The numbers come a day ahead of the closely-watched nonfarm payrolls report for August, although it falls outside of the survey week that the Bureau of Labor Statistics uses to compile that census. Wall Street expects this report to show job gains totaling 318,000 in August, a notoriously volatile month statistically.
Amid fears that the US is headed for recession, the labor market has provided a bulwark indicating labor demand is strong and consumer spending has held up despite rising inflation.
Earlier this week, the BLS reported that job vacancies have risen to over 11.2 million, exceeding the available labor pool by nearly 2 to 1. Data on Wednesday from payroll firm ADP showed private companies added just 132,000 jobs in August, but most economists have so far kept their forecast of solid growth for the month.
Federal Reserve officials have sought to close the jobs gap and curb inflation through a series of aggressive rate hikes. Despite these moves, inflation remains near its highest level in more than 40 years.

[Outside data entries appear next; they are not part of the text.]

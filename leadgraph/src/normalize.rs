//! URL/domain normalization, with the idempotence property
//! `N(N(u)) = N(u)` that every downstream cache key depends on.

/// Normalize a user-supplied URL or bare domain into a canonical domain
/// string: lowercased, `https://` scheme implied (but not stored — callers
/// that need a dereferenceable URL should use [`to_https_url`]), no
/// leading `www.`, no trailing slash.
///
/// This is intentionally idempotent: `normalize_domain(normalize_domain(u))
/// == normalize_domain(u)` for every `u`.
#[must_use]
pub fn normalize_domain(input: &str) -> String {
    let trimmed = input.trim();
    let without_scheme = trimmed
        .strip_prefix("https://")
        .or_else(|| trimmed.strip_prefix("http://"))
        .unwrap_or(trimmed);
    let without_www = without_scheme
        .strip_prefix("www.")
        .unwrap_or(without_scheme);
    let without_trailing_slash = without_www.trim_end_matches('/');
    let without_path = without_trailing_slash
        .split_once('/')
        .map_or(without_trailing_slash, |(host, _)| host);
    without_path.to_ascii_lowercase()
}

/// Build a dereferenceable HTTPS URL from a normalized domain, prepending
/// the scheme every adapter expects to see on the wire.
#[must_use]
pub fn to_https_url(domain: &str) -> String {
    format!("https://{}", normalize_domain(domain))
}

/// Deterministic cache key for an enrichment session: `sha256(domain \|
/// email_bucket)`. `email_bucket` buckets by domain only (the part after
/// `@`) so that two requesters at the same company share a cache entry
/// while remaining distinct from unrelated personal emails.
#[must_use]
pub fn enrichment_cache_key(domain: &str, requester_email: &str) -> String {
    use sha2::{Digest, Sha256};

    let normalized_domain = normalize_domain(domain);
    let email_bucket = requester_email
        .rsplit_once('@')
        .map_or_else(|| requester_email.to_ascii_lowercase(), |(_, host)| host.to_ascii_lowercase());

    let mut hasher = Sha256::new();
    hasher.update(normalized_domain.as_bytes());
    hasher.update(b"|");
    hasher.update(email_bucket.as_bytes());
    hex::encode(hasher.finalize())
}

#[cfg(test)]
mod tests {
    use super::*;
    use proptest::prelude::*;

    #[test]
    fn equivalent_inputs_normalize_identically() {
        let expected = "google.com";
        for input in [
            "google.com",
            "https://google.com",
            "http://google.com",
            "www.google.com",
            "https://www.google.com/",
        ] {
            assert_eq!(normalize_domain(input), expected, "input={input}");
        }
    }

    #[test]
    fn idempotent_on_already_normalized_input() {
        for input in ["google.com", "https://google.com", "www.google.com"] {
            let once = normalize_domain(input);
            let twice = normalize_domain(&once);
            assert_eq!(once, twice);
        }
    }

    proptest! {
        #[test]
        fn normalize_is_idempotent_for_any_ascii_host(s in "[a-zA-Z0-9.\\-]{1,40}") {
            let once = normalize_domain(&s);
            let twice = normalize_domain(&once);
            prop_assert_eq!(once, twice);
        }
    }

    #[test]
    fn cache_key_is_stable_across_url_variants() {
        let a = enrichment_cache_key("google.com", "user@example.com");
        let b = enrichment_cache_key("https://www.google.com/", "user@example.com");
        assert_eq!(a, b);
    }
}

In recent days, several Fed officials have indicated that interest rate moves are likely to continue. In a speech Wednesday, Cleveland Fed President Loretta Mester said she expects the fed funds rate, a benchmark used by banks for overnight lending but also tied to many consumer debt instruments, to rise above 4% by early 2023 becomes. The interest rate is currently targeted in a range of 2.25% to 2.5%.
Separate data released by the BLS on Thursday showed that the fall in productivity in the second quarter was not as sharp as initially reported. The revised productivity level showed a fall of 4.1%, an upward revision of half a percentage point from the original figure. Economists had expected a value of minus 4.3%.
Unit labor costs, or the amount of compensation compared to performance, rose 10.2% in the quarter, 0.4 percentage points less than expected. However, the four-quarter increase of 9.3% is the highest level since the first quarter of 1982.